The most expensive thing in AI isn’t compute. It’s context you’ve already built and lost.
Every developer building production agents knows this pain. You spend minutes — sometimes hours — warming up an agent with the right system prompt, tool configurations, conversation history, and task state. Then the process ends, the container spins down, and all of that accumulated context evaporates. Next time? You start over. Re-initialize. Re-load. Re-pray.
This is the dirty secret of the AI agent boom: we’ve been so obsessed with model capabilities and prompt engineering that nobody bothered to solve the boring, brutal problem of keeping agents alive between tasks.
Enter Kennel. It’s not a model. It’s not a framework. It’s infrastructure — the plumbing layer that lets your AI agents persist state across tasks without manual restart. Think of it as a kennel for your agents: they don’t get put down after every job. They wait. They stay warm. They’re ready when you need them again.
While everyone was arguing about which LLM is smartest, the real bottleneck was sitting in the lifecycle layer, quietly killing your agents between tasks.
Here’s the tension that makes this harder than it sounds. You want persistent agents — agents that remember, that hold state, that don’t need to be re-initialized every time. But you also don’t want agents sitting idle, burning resources, eating into your budget while they wait for the next task. It’s a paradox: keep them alive, but don’t let them waste.
Kennel solves this at the orchestration layer. Instead of the brutal binary of “agent is running” or “agent is dead,” you get a middle ground. Agents persist. State survives. But resource usage stays efficient. The agent isn’t fully spun up burning GPU cycles — it’s kennelled. Warm enough to resume instantly, cold enough to not drain your wallet.
If you’ve ever written brittle restart logic — try/catch blocks wrapping initialization sequences, checkpoint serializers that break when your tool schema changes, hacky workarounds to cache agent state in Redis — you know exactly how fragile this gets. Every line of restart logic you write is a line of code admitting your infrastructure failed you.
And let’s be honest about what this costs in practice. It’s not just compute. It’s user experience. When your agent loses context mid-task, the user feels it. The agent forgets what it was doing. It asks questions it already asked. It re-does work it already completed. To the user, this doesn’t look like an infrastructure limitation — it looks like your product is broken.
Because it is broken. You just couldn’t see why.
The teams that ship reliable agent products aren’t the ones with the best prompts. They’re the ones who solved lifecycle management. They’re the ones who made sure their agents don’t amnesia their way through every interaction. Your prompt doesn’t matter if your agent can’t remember it was ever given one.
Kennel represents a shift in thinking that the industry desperately needs. We’ve spent two years optimizing the wrong layer. We tuned tokens, refined system prompts, benchmarked models against each other — all while our agents kept dying between tasks like goldfish with a three-second memory. The model was never the bottleneck. The lifecycle was.
If you’re building AI agents and you’re not thinking about persistence, you’re building a house on sand. Every prompt improvement, every tool integration, every clever chain-of-thought technique — it all collapses the moment your agent loses state. Fix the foundation first.

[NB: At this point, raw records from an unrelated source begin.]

//! Result and diagnostics types
//!
//! The curve result, its serialization boundary, and run metadata:
//! - Result types (samples, curve, rounded JSON map)
//! - Metadata and diagnostics

pub mod metadata;
pub mod result;
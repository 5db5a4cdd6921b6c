//! Audio source selection
//!
//! A percussion-only stem usually gives the beat detector a cleaner signal
//! than the full mix, but source separation sometimes produces a silent or
//! near-silent stem (no drums in the track, or separation failure). This
//! module picks the stem when it carries enough energy and falls back to the
//! original mix otherwise. A fallback is never silent: the reason is recorded
//! in the returned report so callers can observe it.

use std::path::Path;

use crate::error::CurveError;
use crate::io::decoder::decode_to_mono;

/// Which audio stream was selected
#[derive(Debug, Clone, Copy, PartialEq, Eq)]
pub enum SelectedSource {
    /// Isolated percussion stem
    Percussion,
    /// Original full mix
    OriginalMix,
}

/// Outcome of a buffer-level source selection
#[derive(Debug)]
pub struct SourceSelection<'a> {
    /// The samples to hand to the beat detector
    pub samples: &'a [f32],

    /// Which stream was chosen
    pub source: SelectedSource,

    /// Total absolute amplitude of the percussion candidate, if one was given
    pub percussion_energy: Option<f32>,

    /// Why the original mix was used instead of the stem, if it was
    pub fallback_reason: Option<String>,
}

/// Outcome of a path-level source selection, with the decoded audio
#[derive(Debug)]
pub struct SelectedAudio {
    /// Decoded mono samples of the chosen stream
    pub samples: Vec<f32>,

    /// Sample rate of the chosen stream in Hz
    pub sample_rate: u32,

    /// Which stream was chosen
    pub source: SelectedSource,

    /// Total absolute amplitude of the stem, when it decoded successfully
    pub percussion_energy: Option<f32>,

    /// Why the original mix was used instead of the stem, if it was
    pub fallback_reason: Option<String>,
}

/// Choose between a percussion candidate and the original mix
///
/// # Arguments
///
/// * `percussion` - Candidate stem samples; `None` if the stem could not be
///   loaded (that failure is recoverable and becomes a fallback reason)
/// * `original` - Full-mix samples, always available
/// * `energy_threshold` - Total-absolute-amplitude floor for the stem
///
/// # Returns
///
/// The selected slice plus a report of the decision.
pub fn select_source<'a>(
    percussion: Option<&'a [f32]>,
    original: &'a [f32],
    energy_threshold: f32,
) -> SourceSelection<'a> {
    match percussion {
        Some(stem) => {
            let energy = total_energy(stem);
            if energy > energy_threshold {
                SourceSelection {
                    samples: stem,
                    source: SelectedSource::Percussion,
                    percussion_energy: Some(energy),
                    fallback_reason: None,
                }
            } else {
                let reason = format!(
                    "percussion stem energy {:.1} below threshold {:.1}, using original mix",
                    energy, energy_threshold
                );
                log::warn!("{}", reason);
                SourceSelection {
                    samples: original,
                    source: SelectedSource::OriginalMix,
                    percussion_energy: Some(energy),
                    fallback_reason: Some(reason),
                }
            }
        }
        None => {
            let reason = "percussion stem unavailable, using original mix".to_string();
            log::warn!("{}", reason);
            SourceSelection {
                samples: original,
                source: SelectedSource::OriginalMix,
                percussion_energy: None,
                fallback_reason: Some(reason),
            }
        }
    }
}

/// Decode and choose between a percussion stem file and the original mix file
///
/// A stem that fails to decode is a recoverable condition: the original mix
/// is decoded instead and the failure is recorded in the report. Only a
/// decode failure of the original mix itself aborts.
///
/// # Arguments
///
/// * `percussion_path` - Path to the stem file, if separation produced one
/// * `original_path` - Path to the original mix
/// * `energy_threshold` - Total-absolute-amplitude floor for the stem
///
/// # Errors
///
/// Returns [`CurveError::Decoding`] only when the original mix cannot be
/// decoded.
pub fn select_source_from_paths(
    percussion_path: Option<&Path>,
    original_path: &Path,
    energy_threshold: f32,
) -> Result<SelectedAudio, CurveError> {
    let mut fallback_reason = None;
    let mut percussion_energy = None;

    if let Some(path) = percussion_path {
        match decode_to_mono(path) {
            Ok((samples, sample_rate)) => {
                let energy = total_energy(&samples);
                percussion_energy = Some(energy);
                if energy > energy_threshold {
                    log::debug!(
                        "Selected percussion stem {} (energy {:.1})",
                        path.display(),
                        energy
                    );
                    return Ok(SelectedAudio {
                        samples,
                        sample_rate,
                        source: SelectedSource::Percussion,
                        percussion_energy,
                        fallback_reason: None,
                    });
                }
                let reason = format!(
                    "percussion stem energy {:.1} below threshold {:.1}, using original mix",
                    energy, energy_threshold
                );
                log::warn!("{}", reason);
                fallback_reason = Some(reason);
            }
            Err(e) => {
                let reason = format!("failed to decode percussion stem: {}", e);
                log::warn!("{}", reason);
                fallback_reason = Some(reason);
            }
        }
    }

    let (samples, sample_rate) = decode_to_mono(original_path)?;
    Ok(SelectedAudio {
        samples,
        sample_rate,
        source: SelectedSource::OriginalMix,
        percussion_energy,
        fallback_reason,
    })
}

/// Total absolute amplitude of a signal
fn total_energy(samples: &[f32]) -> f32 {
    samples.iter().map(|&x| x.abs()).sum()
}

#[cfg(test)]
mod tests {
    use super::*;

    #[test]
    fn test_energetic_stem_selected() {
        let stem = vec![0.5f32; 4000]; // energy 2000
        let mix = vec![0.5f32; 8000];

        let selection = select_source(Some(&stem), &mix, 1000.0);
        assert_eq!(selection.source, SelectedSource::Percussion);
        assert_eq!(selection.samples.len(), stem.len());
        assert!(selection.fallback_reason.is_none());
        assert!((selection.percussion_energy.unwrap() - 2000.0).abs() < 1e-2);
    }

    #[test]
    fn test_quiet_stem_falls_back() {
        let stem = vec![0.001f32; 1000]; // energy 1.0
        let mix = vec![0.5f32; 8000];

        let selection = select_source(Some(&stem), &mix, 1000.0);
        assert_eq!(selection.source, SelectedSource::OriginalMix);
        assert_eq!(selection.samples.len(), mix.len());
        assert!(selection.fallback_reason.is_some());
    }

    #[test]
    fn test_missing_stem_falls_back() {
        let mix = vec![0.5f32; 8000];

        let selection = select_source(None, &mix, 1000.0);
        assert_eq!(selection.source, SelectedSource::OriginalMix);
        assert!(selection.percussion_energy.is_none());
        assert!(selection
            .fallback_reason
            .as_deref()
            .unwrap()
            .contains("unavailable"));
    }

    #[test]
    fn test_energy_uses_absolute_amplitude() {
        // Alternating polarity must not cancel
        let stem: Vec<f32> = (0..4000)
            .map(|i| if i % 2 == 0 { 0.5 } else { -0.5 })
            .collect();
        let mix = vec![0.1f32; 100];

        let selection = select_source(Some(&stem), &mix, 1000.0);
        assert_eq!(selection.source, SelectedSource::Percussion);
    }

    #[test]
    fn test_missing_original_path_is_fatal() {
        let result = select_source_from_paths(
            None,
            Path::new("/nonexistent/original.wav"),
            1000.0,
        );
        assert!(matches!(result, Err(CurveError::Decoding(_))));
    }

    #[test]
    fn test_missing_stem_path_is_recoverable() {
        // Stem decode failure must not abort before the original is tried;
        // with a nonexistent original too, the error is about the original
        let result = select_source_from_paths(
            Some(Path::new("/nonexistent/drums.wav")),
            Path::new("/nonexistent/original.wav"),
            1000.0,
        );
        assert!(result.is_err());
    }
}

Your agents deserve better than dying between tasks. Your users deserve better than an AI that forgets. And you deserve better than writing restart logic at 2 AM.
The agents that win won’t be the smartest. They’ll be the ones that never had to start over.
FAQ
Q: Isn't this just caching? Why do I need a whole tool for this?
A: No. Caching stores data. Kennel manages agent lifecycle — state, tool connections, conversation context, and task progression — as a first-class concern. It's the difference between saving a file and having a running process that remembers where it was.
Q: How does this actually change my development workflow?
A: You stop writing restart logic, checkpoint serializers, and state recovery hacks. Your agents persist between tasks natively. That means faster response times, no context loss, and significantly less brittle code in production.
Q: Models are getting cheaper and faster. Won't this problem solve itself?
A: No. Cheaper compute makes the waste from poor lifecycle management less painful, but it doesn't eliminate the user experience cost of agents losing context mid-task. A cheaper model that forgets what it was doing is still a broken product.